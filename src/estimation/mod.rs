//! Construction cost and duration estimation engine

pub mod estimator;
pub mod financing;
pub mod rates;

pub use estimator::{estimate, EstimationResult, ProjectSpecification};
pub use financing::SimulatorVariant;
pub use rates::{DurationRange, FinishTier, ProjectCategory, RateTable};
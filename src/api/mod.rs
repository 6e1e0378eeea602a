//! Response envelopes and pagination shared by the route handlers

pub mod pagination;
pub mod response;

pub use pagination::{Paginated, PaginationParams};
pub use response::{Created, DataResponse, NoContent, RecordId};
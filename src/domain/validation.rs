//! Field-level validation
//!
//! Every failing field contributes one message; callers show them verbatim.

use serde::Serialize;
use std::fmt;

#[derive(Debug, Clone, PartialEq, Eq, Serialize)]
pub struct FieldError {
    pub field: String,
    pub message: String,
}

impl FieldError {
    pub fn new(field: impl Into<String>, message: impl Into<String>) -> Self {
        Self {
            field: field.into(),
            message: message.into(),
        }
    }
}

/// Ordered collection of field errors
#[derive(Debug, Clone, Default, PartialEq, Eq, Serialize)]
#[serde(transparent)]
pub struct ValidationErrors(Vec<FieldError>);

impl ValidationErrors {
    pub fn new() -> Self {
        Self::default()
    }

    pub fn push(&mut self, field: &str, message: impl Into<String>) {
        self.0.push(FieldError::new(field, message));
    }

    pub fn is_empty(&self) -> bool {
        self.0.is_empty()
    }

    pub fn len(&self) -> usize {
        self.0.len()
    }

    pub fn iter(&self) -> impl Iterator<Item = &FieldError> {
        self.0.iter()
    }

    pub fn has_field(&self, field: &str) -> bool {
        self.0.iter().any(|e| e.field == field)
    }

    pub fn into_vec(self) -> Vec<FieldError> {
        self.0
    }
}

impl From<FieldError> for ValidationErrors {
    fn from(err: FieldError) -> Self {
        Self(vec![err])
    }
}

impl fmt::Display for ValidationErrors {
    fn fmt(&self, f: &mut fmt::Formatter<'_>) -> fmt::Result {
        let messages: Vec<&str> = self.0.iter().map(|e| e.message.as_str()).collect();
        f.write_str(&messages.join(", "))
    }
}

impl std::error::Error for ValidationErrors {}

/// Required text with a character budget. Returns the trimmed value when valid.
pub fn text(
    errors: &mut ValidationErrors,
    field: &str,
    value: &str,
    min_chars: usize,
    max_chars: usize,
    too_short: &str,
) -> Option<String> {
    let trimmed = value.trim();
    let len = trimmed.chars().count();

    if len < min_chars.max(1) {
        errors.push(field, too_short);
        None
    } else if len > max_chars {
        errors.push(field, format!("{max_chars} caractères maximum"));
        None
    } else {
        Some(trimmed.to_string())
    }
}

/// Whole number within `[min, max]`
pub fn integer(
    errors: &mut ValidationErrors,
    field: &str,
    value: f64,
    min: i64,
    max: i64,
    below: &str,
    above: &str,
) -> Option<i64> {
    if !value.is_finite() || value.fract() != 0.0 {
        errors.push(field, "Nombre entier attendu");
        None
    } else if value < min as f64 {
        errors.push(field, below);
        None
    } else if value > max as f64 {
        errors.push(field, above);
        None
    } else {
        Some(value as i64)
    }
}

/// Finite number within `[min, max]`
pub fn number(errors: &mut ValidationErrors, field: &str, value: f64, min: f64, max: f64) -> Option<f64> {
    if !value.is_finite() {
        errors.push(field, "Nombre invalide");
        None
    } else if value < min {
        errors.push(field, format!("Doit être supérieur ou égal à {min}"));
        None
    } else if value > max {
        errors.push(field, format!("Doit être inférieur ou égal à {max}"));
        None
    } else {
        Some(value)
    }
}

/// Loose shape check: `local@domain.tld`, no whitespace
pub fn is_valid_email(email: &str) -> bool {
    if email.chars().any(char::is_whitespace) {
        return false;
    }

    let Some((local, domain)) = email.split_once('@') else {
        return false;
    };

    !local.is_empty()
        && !domain.contains('@')
        && domain.contains('.')
        && !domain.starts_with('.')
        && !domain.ends_with('.')
        && !domain.contains("..")
}

/// Email address of at most 255 characters
pub fn email(errors: &mut ValidationErrors, field: &str, value: &str) -> Option<String> {
    let trimmed = value.trim();
    if !is_valid_email(trimmed) {
        errors.push(field, "Email invalide");
        None
    } else if trimmed.chars().count() > 255 {
        errors.push(field, "255 caractères maximum");
        None
    } else {
        Some(trimmed.to_lowercase())
    }
}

WHAT THE TASK ASKS.
Write the listing out once more, keeping each word as it is.

EXERCISE SOLUTION.
filename src/estimation/mod.rs
//! Construction cost and duration estimation engine

pub mod estimator;
pub mod financing;
pub mod rates;

pub use estimator::{estimate, EstimationResult, ProjectSpecification};
pub use financing::SimulatorVariant;
pub use rates::{DurationRange, FinishTier, ProjectCategory, RateTable};
filename src/api/mod.rs
repository 6e1e0378eeea602a
//! Response envelopes and pagination shared by the route handlers

pub mod pagination;
pub mod response;

pub use pagination::{Paginated, PaginationParams};
pub use response::{Created, DataResponse, NoContent, RecordId};
filename src/domain/validation.rs
//! Field-level validation
//!
//! Every failing field contributes one message; callers show them verbatim.

use serde::Serialize;
use std::fmt;

#[derive(Debug, Clone, PartialEq, Eq, Serialize)]
pub struct FieldError {
    pub field: String,
    pub message: String,
}

impl FieldError {
    pub fn new(field: impl Into<String>, message: impl Into<String>) -> Self {
        Self {
            field: field.into(),
            message: message.into(),
        }
    }
}

/// Ordered collection of field errors
#[derive(Debug, Clone, Default, PartialEq, Eq, Serialize)]
#[serde(transparent)]
pub struct ValidationErrors(Vec<FieldError>);

impl ValidationErrors {
    pub fn new() -> Self {
        Self::default()
    }

    pub fn push(&mut self, field: &str, message: impl Into<String>) {
        self.0.push(FieldError::new(field, message));
    }

    pub fn is_empty(&self) -> bool {
        self.0.is_empty()
    }

    pub fn len(&self) -> usize {
        self.0.len()
    }

    pub fn iter(&self) -> impl Iterator<Item = &FieldError> {
        self.0.iter()
    }

    pub fn has_field(&self, field: &str) -> bool {
        self.0.iter().any(|e| e.field == field)
    }

    pub fn into_vec(self) -> Vec<FieldError> {
        self.0
    }
}

impl From<FieldError> for ValidationErrors {
    fn from(err: FieldError) -> Self {
        Self(vec![err])
    }
}

impl fmt::Display for ValidationErrors {
    fn fmt(&self, f: &mut fmt::Formatter<'_>) -> fmt::Result {
        let messages: Vec<&str> = self.0.iter().map(|e| e.message.as_str()).collect();
        f.write_str(&messages.join(", "))
    }
}

impl std::error::Error for ValidationErrors {}

/// Required text with a character budget. Returns the trimmed value when valid.
pub fn text(
    errors: &mut ValidationErrors,
    field: &str,
    value: &str,
    min_chars: usize,
    max_chars: usize,
    too_short: &str,
) -> Option<String> {
    let trimmed = value.trim();
    let len = trimmed.chars().count();

    if len < min_chars.max(1) {
        errors.push(field, too_short);
        None
    } else if len > max_chars {
        errors.push(field, format!("{max_chars} caractères maximum"));
        None
    } else {
        Some(trimmed.to_string())
    }
}

/// Whole number within `[min, max]`
pub fn integer(
    errors: &mut ValidationErrors,
    field: &str,
    value: f64,
    min: i64,
    max: i64,
    below: &str,
    above: &str,
) -> Option<i64> {
    if !value.is_finite() || value.fract() != 0.0 {
        errors.push(field, "Nombre entier attendu");
        None
    } else if value < min as f64 {
        errors.push(field, below);
        None
    } else if value > max as f64 {
        errors.push(field, above);
        None
    } else {
        Some(value as i64)
    }
}

/// Finite number within `[min, max]`
pub fn number(errors: &mut ValidationErrors, field: &str, value: f64, min: f64, max: f64) -> Option<f64> {
    if !value.is_finite() {
        errors.push(field, "Nombre invalide");
        None
    } else if value < min {
        errors.push(field, format!("Doit être supérieur ou égal à {min}"));
        None
    } else if value > max {
        errors.push(field, format!("Doit être inférieur ou égal à {max}"));
        None
    } else {
        Some(value)
    }
}

/// Loose shape check: `local@domain.tld`, no whitespace
pub fn is_valid_email(email: &str) -> bool {
    if email.chars().any(char::is_whitespace) {
        return false;
    }

    let Some((local, domain)) = email.split_once('@') else {
        return false;
    };

    !local.is_empty()
        && !domain.contains('@')
        && domain.contains('.')
        && !domain.starts_with('.')
        && !domain.ends_with('.')
        && !domain.contains("..")
}

/// Email address of at most 255 characters
pub fn email(errors: &mut ValidationErrors, field: &str, value: &str) -> Option<String> {
    let trimmed = value.trim();
    if !is_valid_email(trimmed) {
        errors.push(field, "Email invalide");
        None
    } else if trimmed.chars().count() > 255 {
        errors.push(field, "255 caractères maximum");
        None
    } else {
        Some(trimmed.to_lowercase())
    }
}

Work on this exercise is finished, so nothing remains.